I am going to talk about HF alkylation units only. The feed pre-heaters for the isostripper or main fractionator have experienced corrosion and fouling. There are several possible causes. One is getting the metallurgy, which is typically carbon steel, too hot. If you go over 160°F in the presence of HF, it gets very corrosive; so, you can lose metal that way.

Question 6: Has isomerization become more important as feedstocks have become more paraffinic with the increased processing of ‘tight oil’ feedstocks? Do ‘tight oil’ feedstocks contain more benzene?

For this question, I looked in our assay database at the light straight-runs since we spoke a little about isomerization then. Really, if you think about benchmark crudes like WTI (West Texas Intermediate) and WTS (West Texas Sour), and if you consider Bakken and some of the Eagle Ford crudes as tight oil crudes, then the only one that really pops out as being meaningfully different is the Eagle Ford Light or the Eagle Ford condensate that some people are running.

Question 5: Reforming of feedstocks from ‘tight oil’ crudes offers unique challenges such as low naphthene and aromatic (N+A) content, lighter feed, and differences in coke yield.What are refiners doing to address these challenges and generate opportunities for these new crudes?

From a project standpoint, there have been inquiries related to tight oil and proposals generated, but not a significant number of actual projects realized for revamping units. It appears that most refiners are able to accommodate the tight oil in their existing units. Some of this accommodation has to do with the naphtha area capacity issues in the U.S. of which I am sure everyone is aware.

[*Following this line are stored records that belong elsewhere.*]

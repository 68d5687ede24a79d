// dryrun/core/execution/src/types/stack_item.rs

use super::ExecutionError;
use base64::{engine::general_purpose::STANDARD as B64, Engine as _};
use dryrun_storage::Hash160;
use parking_lot::Mutex;
use serde_json::{json, Value};
use std::fmt;
use std::sync::Arc;

/// Deepest nesting converted to JSON before giving up
pub const MAX_JSON_DEPTH: usize = 32;

type BoxedIter = Box<dyn Iterator<Item = StackItem> + Send>;

/// Iterator handle that can sit on the evaluation stack.
///
/// Clones share the same cursor, so draining one clone advances them all.
#[derive(Clone)]
pub struct SharedIterator(Arc<Mutex<BoxedIter>>);

impl SharedIterator {
    pub fn new<I>(iter: I) -> Self
    where
        I: Iterator<Item = StackItem> + Send + 'static,
    {
        Self(Arc::new(Mutex::new(Box::new(iter))))
    }

    pub fn next_item(&self) -> Option<StackItem> {
        self.0.lock().next()
    }

    fn ptr_eq(&self, other: &SharedIterator) -> bool {
        Arc::ptr_eq(&self.0, &other.0)
    }
}

impl fmt::Debug for SharedIterator {
    fn fmt(&self, f: &mut fmt::Formatter<'_>) -> fmt::Result {
        f.write_str("SharedIterator")
    }
}

/// Value on the evaluation stack
#[derive(Debug, Clone)]
pub enum StackItem {
    Null,
    Boolean(bool),
    Integer(i128),
    ByteString(Vec<u8>),
    Array(Vec<StackItem>),
    Struct(Vec<StackItem>),
    Map(Vec<(StackItem, StackItem)>),
    Iterator(SharedIterator),
}

impl StackItem {
    pub fn type_name(&self) -> &'static str {
        match self {
            StackItem::Null => "Any",
            StackItem::Boolean(_) => "Boolean",
            StackItem::Integer(_) => "Integer",
            StackItem::ByteString(_) => "ByteString",
            StackItem::Array(_) => "Array",
            StackItem::Struct(_) => "Struct",
            StackItem::Map(_) => "Map",
            StackItem::Iterator(_) => "InteropInterface",
        }
    }

    pub fn from_str_utf8(s: &str) -> Self {
        StackItem::ByteString(s.as_bytes().to_vec())
    }

    pub fn from_hash(hash: &Hash160) -> Self {
        StackItem::ByteString(hash.as_bytes().to_vec())
    }

    /// Truthiness as the interpreter sees it
    pub fn as_bool(&self) -> bool {
        match self {
            StackItem::Null => false,
            StackItem::Boolean(b) => *b,
            StackItem::Integer(i) => *i != 0,
            StackItem::ByteString(bytes) => bytes.iter().any(|b| *b != 0),
            _ => true,
        }
    }

    pub fn as_integer(&self) -> Option<i128> {
        match self {
            StackItem::Integer(i) => Some(*i),
            StackItem::Boolean(b) => Some(i128::from(*b)),
            StackItem::ByteString(bytes) => dryrun_storage::decode_integer(bytes).ok(),
            _ => None,
        }
    }

    pub fn as_bytes(&self) -> Option<Vec<u8>> {
        match self {
            StackItem::ByteString(bytes) => Some(bytes.clone()),
            StackItem::Integer(i) => Some(dryrun_storage::encode_integer(*i)),
            StackItem::Boolean(b) => Some(vec![u8::from(*b)]),
            _ => None,
        }
    }

    pub fn as_string(&self) -> Option<String> {
        self.as_bytes().and_then(|b| String::from_utf8(b).ok())
    }

    pub fn as_hash160(&self) -> Option<Hash160> {
        match self {
            StackItem::ByteString(bytes) => Hash160::from_slice(bytes).ok(),
            _ => None,
        }
    }

    pub fn as_array(&self) -> Option<&[StackItem]> {
        match self {
            StackItem::Array(items) | StackItem::Struct(items) => Some(items),
            _ => None,
        }
    }

    /// `{"type", "value"}` form of this item.
    ///
    /// Iterators are rendered as bare `InteropInterface` entries; draining them
    /// is left to the caller. Nesting beyond [`MAX_JSON_DEPTH`] is an error.
    pub fn to_json(&self) -> Result<Value, ExecutionError> {
        self.to_json_at(0)
    }

    fn to_json_at(&self, depth: usize) -> Result<Value, ExecutionError> {
        if depth > MAX_JSON_DEPTH {
            return Err(ExecutionError::InvalidOperation);
        }
        let value = match self {
            StackItem::Null | StackItem::Iterator(_) => return Ok(json!({ "type": self.type_name() })),
            StackItem::Boolean(b) => json!(b),
            StackItem::Integer(i) => json!(i.to_string()),
            StackItem::ByteString(bytes) => json!(B64.encode(bytes)),
            StackItem::Array(items) | StackItem::Struct(items) => {
                let items = items
                    .iter()
                    .map(|item| item.to_json_at(depth + 1))
                    .collect::<Result<Vec<_>, _>>()?;
                Value::Array(items)
            }
            StackItem::Map(entries) => {
                let entries = entries
                    .iter()
                    .map(|(k, v)| {
                        Ok(json!({
                            "key": k.to_json_at(depth + 1)?,
                            "value": v.to_json_at(depth + 1)?,
                        }))
                    })
                    .collect::<Result<Vec<_>, ExecutionError>>()?;
                Value::Array(entries)
            }
        };
        Ok(json!({ "type": self.type_name(), "value": value }))
    }
}

impl PartialEq for StackItem {
    fn eq(&self, other: &Self) -> bool {
        match (self, other) {
            (StackItem::Null, StackItem::Null) => true,
            (StackItem::Boolean(a), StackItem::Boolean(b)) => a == b,
            (StackItem::Integer(a), StackItem::Integer(b)) => a == b,
            (StackItem::ByteString(a), StackItem::ByteString(b)) => a == b,
            (StackItem::Array(a), StackItem::Array(b)) => a == b,
            (StackItem::Struct(a), StackItem::Struct(b)) => a == b,
            (StackItem::Map(a), StackItem::Map(b)) => a == b,
            (StackItem::Iterator(a), StackItem::Iterator(b)) => a.ptr_eq(b),
            _ => false,
        }
    }
}

impl From<bool> for StackItem {
    fn from(value: bool) -> Self {
        StackItem::Boolean(value)
    }
}

impl From<i128> for StackItem {
    fn from(value: i128) -> Self {
        StackItem::Integer(value)
    }
}

impl From<i64> for StackItem {
    fn from(value: i64) -> Self {
        StackItem::Integer(i128::from(value))
    }
}

impl From<Vec<u8>> for StackItem {
    fn from(value: Vec<u8>) -> Self {
        StackItem::ByteString(value)
    }
}

#[cfg(test)]
mod tests {
    use super::*;

    #[test]
    fn test_json_shapes() {
        assert_eq!(StackItem::Null.to_json().unwrap(), json!({"type": "Any"}));
        assert_eq!(
            StackItem::Integer(-5).to_json().unwrap(),
            json!({"type": "Integer", "value": "-5"})
        );
        assert_eq!(
            StackItem::ByteString(b"hi".to_vec()).to_json().unwrap(),
            json!({"type": "ByteString", "value": "aGk="})
        );
        let map = StackItem::Map(vec![(StackItem::Integer(1), StackItem::Boolean(true))]);
        assert_eq!(
            map.to_json().unwrap(),
            json!({"type": "Map", "value": [{
                "key": {"type": "Integer", "value": "1"},
                "value": {"type": "Boolean", "value": true}
            }]})
        );
    }

    #[test]
    fn test_too_deep_is_invalid_operation() {
        let mut item = StackItem::Null;
        for _ in 0..=MAX_JSON_DEPTH + 1 {
            item = StackItem::Array(vec![item]);
        }
        assert!(matches!(item.to_json(), Err(ExecutionError::InvalidOperation)));
    }

    #[test]
    fn test_shared_iterator_cursor() {
        let iter = SharedIterator::new(vec![StackItem::Integer(1), StackItem::Integer(2)].into_iter());
        let clone = iter.clone();
        assert_eq!(iter.next_item(), Some(StackItem::Integer(1)));
        assert_eq!(clone.next_item(), Some(StackItem::Integer(2)));
        assert_eq!(iter.next_item(), None);
        assert_eq!(StackItem::Iterator(iter.clone()), StackItem::Iterator(clone));
    }

    #[test]
    fn test_conversions() {
        assert_eq!(StackItem::ByteString(vec![0x2a]).as_integer(), Some(42));
        assert_eq!(StackItem::Integer(256).as_bytes(), Some(vec![0x00, 0x01]));
        assert!(!StackItem::ByteString(vec![0, 0]).as_bool());
        assert_eq!(StackItem::from_str_utf8("abc").as_string().as_deref(), Some("abc"));
    }
}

Question 4: Is there any experience producing on-specification jet fuel without any sulfur/mercaptan treating, including any form of caustic, from feedstocks produced from ‘tight’ formations? What other jet specifications are adversely impacted by the changed feedstock?

The main idea here is that there is no real change to the way you make jet fuel based on tight oil. There may be slight changes to the freeze point due to the paraffinicity of the tight oil, but that is actually just dependent on the tight oil itself. If that is the case, really all that is required is a cutpoint adjustment in the crude unit to get on-spec on the freeze.

Question 3: What drives the decision to load presulfided, presulfurized, or oxidized catalyst in naphtha hydrotreaters? What are the different safety considerations for each case?

I would like to begin my responses by grounding us in some definitions. Pre-sulfided catalyst is the catalyst that is delivered with an active metal sulfide site. Pre-sulfurized catalyst is catalyst in the oxide form but which then has added to it an organic sulfur compound. The metal sulfide sites are then formed in-situ during the startup process. Finally, sulfiding is the process of injecting a sulfur compound into the reactor for in-situ sulfiding after the catalyst is loaded.